- Episode no.: Season 2 Episode 21
- Directed by: Robert Duncan McNeill
- Story by: Daniel McCarthy
- Teleplay by: Chris Black; John Shiban;
- Editing by: David A. Koeppel
- Production code: 221
- Original air date: April 23, 2003

Guest appearances
- Henry Stram - Hudak; Mark Chaet - Yolen; Laura Putney - Trevix; D.C. Douglas - Zepht; Jamison Yang - Crewman;

Episode chronology
| ← Previous "Horizon" | Next → "Cogenitor" |
- Star Trek: Enterprise season 2

= The Breach (Star Trek: Enterprise) =

"The Breach" is the twenty-first episode of the second season and forty-seventh episode of the television series Star Trek: Enterprise. It originally aired on April 23, 2003, on UPN. This episode was written by Chris Black and John Shiban from a story by Daniel McCarthy; Robert Duncan McNeill directs. Guest stars include Henry Stram, Mark Chaet, Laura Putney, D.C. Douglas and Jamison Yang alongside the main cast of the show.

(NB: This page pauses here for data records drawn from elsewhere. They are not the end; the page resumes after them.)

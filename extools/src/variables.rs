use std::collections::HashMap;
use std::collections::hash_map;

pub const LINE_BEGIN: &str = "line_begin";
pub const COL_BEGIN: &str = "col_begin";
pub const LINE_END: &str = "line_end";
pub const COL_END: &str = "col_end";
pub const LINE: &str = "line";
pub const COL: &str = "col";

/// Variable name to value mapping used for `${name}` substitution.
#[derive(Clone, Debug, Default, PartialEq, Eq)]
pub struct VariableMap(HashMap<String, String>);

impl VariableMap {
    pub fn new() -> Self {
        Self::default()
    }

    pub fn get(&self, name: &str) -> Option<&str> {
        self.0.get(name).map(String::as_str)
    }

    pub fn insert(&mut self, name: impl Into<String>, value: impl Into<String>) {
        self.0.insert(name.into(), value.into());
    }

    pub fn len(&self) -> usize {
        self.0.len()
    }

    pub fn is_empty(&self) -> bool {
        self.0.is_empty()
    }

    pub fn iter(&self) -> hash_map::Iter<'_, String, String> {
        self.0.iter()
    }

    /// Substitute every reference in `template`. See [`crate::expand::expand`].
    pub fn expand(&self, template: &str) -> String {
        crate::expand::expand(template, self)
    }
}

impl<K: Into<String>, V: Into<String>> FromIterator<(K, V)> for VariableMap {
    fn from_iter<I: IntoIterator<Item = (K, V)>>(iter: I) -> Self {
        let mut map = Self::new();
        map.extend(iter);
        map
    }
}

impl<K: Into<String>, V: Into<String>> Extend<(K, V)> for VariableMap {
    fn extend<I: IntoIterator<Item = (K, V)>>(&mut self, iter: I) {
        for (k, v) in iter {
            self.insert(k, v);
        }
    }
}

/// Process environment snapshot, captured once per top-level invocation.
#[derive(Clone, Debug, Default, PartialEq, Eq)]
pub struct Environment(Vec<(String, String)>);

impl Environment {
    /// Snapshot the current process environment. Entries that are not valid
    /// UTF-8 are skipped.
    pub fn capture() -> Self {
        std::env::vars_os()
            .filter_map(|(k, v)| Some((k.into_string().ok()?, v.into_string().ok()?)))
            .collect()
    }

    pub fn iter(&self) -> impl Iterator<Item = (&str, &str)> {
        self.0.iter().map(|(k, v)| (k.as_str(), v.as_str()))
    }
}

impl<K: Into<String>, V: Into<String>> FromIterator<(K, V)> for Environment {
    fn from_iter<I: IntoIterator<Item = (K, V)>>(iter: I) -> Self {
        Self(
            iter.into_iter()
                .map(|(k, v)| (k.into(), v.into()))
                .collect(),
        )
    }
}

/// A selection: anchor `a` and active end `b`, as character offsets.
#[derive(Clone, Copy, Debug, PartialEq, Eq, Default)]
pub struct Region {
    pub a: usize,
    pub b: usize,
}

impl Region {
    pub fn new(a: usize, b: usize) -> Self {
        Self { a, b }
    }

    /// Empty selection at `offset`.
    pub fn caret(offset: usize) -> Self {
        Self::new(offset, offset)
    }
}

/// Zero-based row/column.
#[derive(Clone, Copy, Debug, PartialEq, Eq, Default)]
pub struct RowCol {
    pub row: usize,
    pub col: usize,
}

impl RowCol {
    pub fn new(row: usize, col: usize) -> Self {
        Self { row, col }
    }
}

/// Row/column of a region's anchor and active end.
///
/// `anchor` stays the anchor even when it lies after `active`: "begin" and
/// "end" follow selection direction, not document order.
#[derive(Clone, Copy, Debug, PartialEq, Eq, Default)]
pub struct SelectionBounds {
    pub anchor: RowCol,
    pub active: RowCol,
}

impl SelectionBounds {
    pub fn from_region(region: Region, row_col: impl Fn(usize) -> RowCol) -> Self {
        Self {
            anchor: row_col(region.a),
            active: row_col(region.b),
        }
    }
}

/// Build the variable map for one invocation.
///
/// Host variables go in first, then the environment, then the derived
/// position entries, so later sources win on key collisions.
pub fn resolve(
    bounds: SelectionBounds,
    host_variables: &HashMap<String, String>,
    environment: &Environment,
) -> VariableMap {
    let mut vars = VariableMap::new();
    vars.extend(host_variables.iter().map(|(k, v)| (k.as_str(), v.as_str())));
    vars.extend(environment.iter());

    let line_begin = (bounds.anchor.row + 1).to_string();
    let col_begin = (bounds.anchor.col + 1).to_string();
    vars.insert(LINE_BEGIN, line_begin.clone());
    vars.insert(COL_BEGIN, col_begin.clone());
    vars.insert(LINE_END, (bounds.active.row + 1).to_string());
    vars.insert(COL_END, (bounds.active.col + 1).to_string());
    vars.insert(LINE, line_begin);
    vars.insert(COL, col_begin);
    vars
}

#[cfg(test)]
mod tests {
    use super::*;
    use proptest::prelude::*;

    fn bounds(anchor: (usize, usize), active: (usize, usize)) -> SelectionBounds {
        SelectionBounds {
            anchor: RowCol::new(anchor.0, anchor.1),
            active: RowCol::new(active.0, active.1),
        }
    }

    #[test]
    fn derived_positions_are_one_based() {
        let vars = resolve(bounds((4, 9), (4, 9)), &HashMap::new(), &Environment::default());
        assert_eq!(vars.get(LINE_BEGIN), Some("5"));
        assert_eq!(vars.get(COL_BEGIN), Some("10"));
        assert_eq!(vars.get(LINE_END), Some("5"));
        assert_eq!(vars.get(COL_END), Some("10"));
        assert_eq!(vars.get(LINE), Some("5"));
        assert_eq!(vars.get(COL), Some("10"));
    }

    #[test]
    fn reversed_selection_keeps_anchor_as_begin() {
        let vars = resolve(bounds((7, 2), (1, 0)), &HashMap::new(), &Environment::default());
        assert_eq!(vars.get(LINE_BEGIN), Some("8"));
        assert_eq!(vars.get(COL_BEGIN), Some("3"));
        assert_eq!(vars.get(LINE_END), Some("2"));
        assert_eq!(vars.get(COL_END), Some("1"));
    }

    #[test]
    fn later_sources_win() {
        let host = HashMap::from([
            ("file".to_string(), "/a.rs".to_string()),
            ("HOME".to_string(), "/host-home".to_string()),
            ("line".to_string(), "99".to_string()),
        ]);
        let env: Environment = [("HOME", "/env-home"), ("col", "42")].into_iter().collect();
        let vars = resolve(bounds((0, 0), (0, 0)), &host, &env);
        assert_eq!(vars.get("file"), Some("/a.rs"));
        assert_eq!(vars.get("HOME"), Some("/env-home"));
        assert_eq!(vars.get(LINE), Some("1"));
        assert_eq!(vars.get(COL), Some("1"));
    }

    #[test]
    fn from_region_maps_each_end() {
        let b = SelectionBounds::from_region(Region::new(3, 10), |o| RowCol::new(o / 4, o % 4));
        assert_eq!(b.anchor, RowCol::new(0, 3));
        assert_eq!(b.active, RowCol::new(2, 2));
    }

    #[test]
    fn capture_sees_process_environment() {
        let env = Environment::capture();
        let path = std::env::var("PATH").ok();
        assert_eq!(
            env.iter().find(|(k, _)| *k == "PATH").map(|(_, v)| v.to_string()),
            path
        );
    }

    proptest! {
        #[test]
        fn position_law(ra in 0usize..10_000, ca in 0usize..500, rb in 0usize..10_000, cb in 0usize..500) {
            let vars = resolve(bounds((ra, ca), (rb, cb)), &HashMap::new(), &Environment::default());
            let line_begin = (ra + 1).to_string();
            let col_begin = (ca + 1).to_string();
            let line_end = (rb + 1).to_string();
            let col_end = (cb + 1).to_string();
            prop_assert_eq!(vars.get(LINE_BEGIN), Some(line_begin.as_str()));
            prop_assert_eq!(vars.get(COL_BEGIN), Some(col_begin.as_str()));
            prop_assert_eq!(vars.get(LINE_END), Some(line_end.as_str()));
            prop_assert_eq!(vars.get(COL_END), Some(col_end.as_str()));
            prop_assert_eq!(vars.get(LINE), vars.get(LINE_BEGIN));
            prop_assert_eq!(vars.get(COL), vars.get(COL_BEGIN));
        }

        #[test]
        fn resolve_is_pure(
            host in proptest::collection::hash_map("[a-z_]{1,8}", "[ -~]{0,12}", 0..8),
            env in proptest::collection::vec(("[A-Z_]{1,8}", "[ -~]{0,12}"), 0..8),
            r in 0usize..100,
            c in 0usize..100,
        ) {
            let env: Environment = env.into_iter().collect();
            let first = resolve(bounds((r, c), (c, r)), &host, &env);
            let second = resolve(bounds((r, c), (c, r)), &host, &env);
            prop_assert_eq!(first, second);
        }
    }
}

In the 22nd century, starship Enterprise is asked to evacuate three Denobulan geologists from a planet after its controlling government is taken over by a militant faction.

==Plot==
Sato enters sickbay to give Doctor Phlox a PADD with a message from the Denobulan Science Academy. Before reading it, Phlox casually has her assist him, as she usually does, but this time he has her hold a tribble to her obvious delight while he opens a pen, takes the tribble back and feeds it to the animal within, to her dismay.

The message is their request whereby Enterprise goes to extract a group of three geologists from a planet where xenophobic militants have taken charge and decreed that all off-worlders must evacuate. Being experienced with caving, Ensign Mayweather is chosen to lead Commander Tucker and Lieutenant Reed on the underground rescue mission. They have only three days to return to the surface with the scientists before the negotiated government ceasefire expires.

As the Enterprise nears the planet, it comes to the aid of an alien evacuee transport, suffering from a dangerous radiation leak. The most seriously injured of the various aliens brought aboard is Hudak, an Antaran, whose species has a centuries long history of conflict and animosity with the Denobulans. Though suffering from a fatal case of radiation poisoning, and being the first time the two species have interacted in generations, he immediately refuses help from Doctor Phlox. Archer orders Phlox to treat him, but he reluctantly declines, since Denobulan medical ethics places the patient's wishes above all other considerations.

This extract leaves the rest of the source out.